![JohnSnowLabs](https://nlp.johnsnowlabs.com/assets/images/logo.png)

[![Open In Colab](https://colab.research.google.com/assets/colab-badge.svg)](https://colab.research.google.com/github/JohnSnowLabs/spark-nlp-workshop/blob/master/Spark_NLP_Udemy_MOOC/Open_Source/16.02.ChunkEmbeddings.ipynb)

# **ChunkEmbeddings**

This notebook will cover the different parameters and usages of `ChunkEmbeddings`. This annotator utilizes WordEmbeddings, BertEmbeddings, etc. to generate chunk embeddings from either [Chunker](https://nlp.johnsnowlabs.com/docs/en/annotators#chunker), [NGramGenerator](https://nlp.johnsnowlabs.com/docs/en/annotators#ngramgenerator) or [NerConverter](https://nlp.johnsnowlabs.com/docs/en/annotators#nerconverter) outputs. 

**📖 Learning Objectives:**

1. Gain an understanding of how to generate embeddings for various annotator chunk outputs.

2. Learn how to generate embeddings for the chunks extracted by a NER model.

3. Become comfortable using the different parameters of the annotator.


**🔗 Helpful Links:**

- Documentation : [ChunkEmbeddings](https://nlp.johnsnowlabs.com/docs/en/annotators#chunkembeddings)

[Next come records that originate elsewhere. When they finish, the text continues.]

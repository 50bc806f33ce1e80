//! Identity types.

use std::fmt;

use schemars::JsonSchema;
use serde::{Deserialize, Serialize};

/// Canonical identity identifier (a student's roll number).
#[derive(Debug, Clone, PartialEq, Eq, Hash, PartialOrd, Ord, Serialize, Deserialize, JsonSchema)]
#[serde(transparent)]
pub struct IdentityId(pub String);

impl IdentityId {
    /// Create from an existing string.
    pub fn from_string(s: impl Into<String>) -> Self {
        Self(s.into())
    }

    /// Get the inner string.
    pub fn as_str(&self) -> &str {
        &self.0
    }
}

impl fmt::Display for IdentityId {
    fn fmt(&self, f: &mut fmt::Formatter<'_>) -> fmt::Result {
        write!(f, "{}", self.0)
    }
}

impl From<String> for IdentityId {
    fn from(s: String) -> Self {
        Self(s)
    }
}

impl From<&str> for IdentityId {
    fn from(s: &str) -> Self {
        Self(s.to_string())
    }
}

impl AsRef<str> for IdentityId {
    fn as_ref(&self) -> &str {
        &self.0
    }
}

/// A known person in the class roster.
///
/// Roster files use the `rollNo` / `name` keys written by the provisioning
/// tooling; `id` / `displayName` are accepted as aliases.
#[derive(Debug, Clone, PartialEq, Eq, Serialize, Deserialize, JsonSchema)]
pub struct IdentityRecord {
    #[serde(rename = "rollNo", alias = "id")]
    pub id: IdentityId,
    #[serde(rename = "name", alias = "displayName")]
    pub display_name: String,
}

impl IdentityRecord {
    /// Create a new identity record.
    pub fn new(id: impl Into<IdentityId>, display_name: impl Into<String>) -> Self {
        Self {
            id: id.into(),
            display_name: display_name.into(),
        }
    }
}

#[cfg(test)]
mod tests {
    use super::*;

    #[test]
    fn test_identity_record_roster_keys() {
        let json = r#"[{"rollNo": "24CS071", "name": "HARI VIGNESH"}]"#;
        let records: Vec<IdentityRecord> = serde_json::from_str(json).unwrap();
        assert_eq!(records[0].id.as_str(), "24CS071");
        assert_eq!(records[0].display_name, "HARI VIGNESH");
    }

    #[test]
    fn test_identity_record_alias_keys() {
        let json = r#"{"id": "24CS072", "displayName": "HARINATH S"}"#;
        let record: IdentityRecord = serde_json::from_str(json).unwrap();
        assert_eq!(record, IdentityRecord::new("24CS072", "HARINATH S"));
    }

    #[test]
    fn test_identity_id_serializes_as_string() {
        let id = IdentityId::from("24CS073");
        assert_eq!(serde_json::to_string(&id).unwrap(), "\"24CS073\"");
    }
}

- Python Docs : [ChunkEmbeddings](https://nlp.johnsnowlabs.com/api/python/reference/autosummary/sparknlp/annotator/embeddings/chunk_embeddings/index.html)

- Scala Docs : [ChunkEmbeddings](https://nlp.johnsnowlabs.com/api/com/johnsnowlabs/nlp/embeddings/ChunkEmbeddings)

- For extended examples of usage, see the [Spark NLP Workshop repository](https://github.com/JohnSnowLabs/spark-nlp-workshop/blob/master/tutorials/Certification_Trainings/Public).

## **📜 Background**


In NLP, embeddings refer to methods which map words (or groups of words) from a corpus to a high-dimensional vector space, in such a way that semantically similar words are mapped to vectors that are close in this space. The distance between vectors can be measured in various ways, the most common are the Euclidean distance and the cosine distance. 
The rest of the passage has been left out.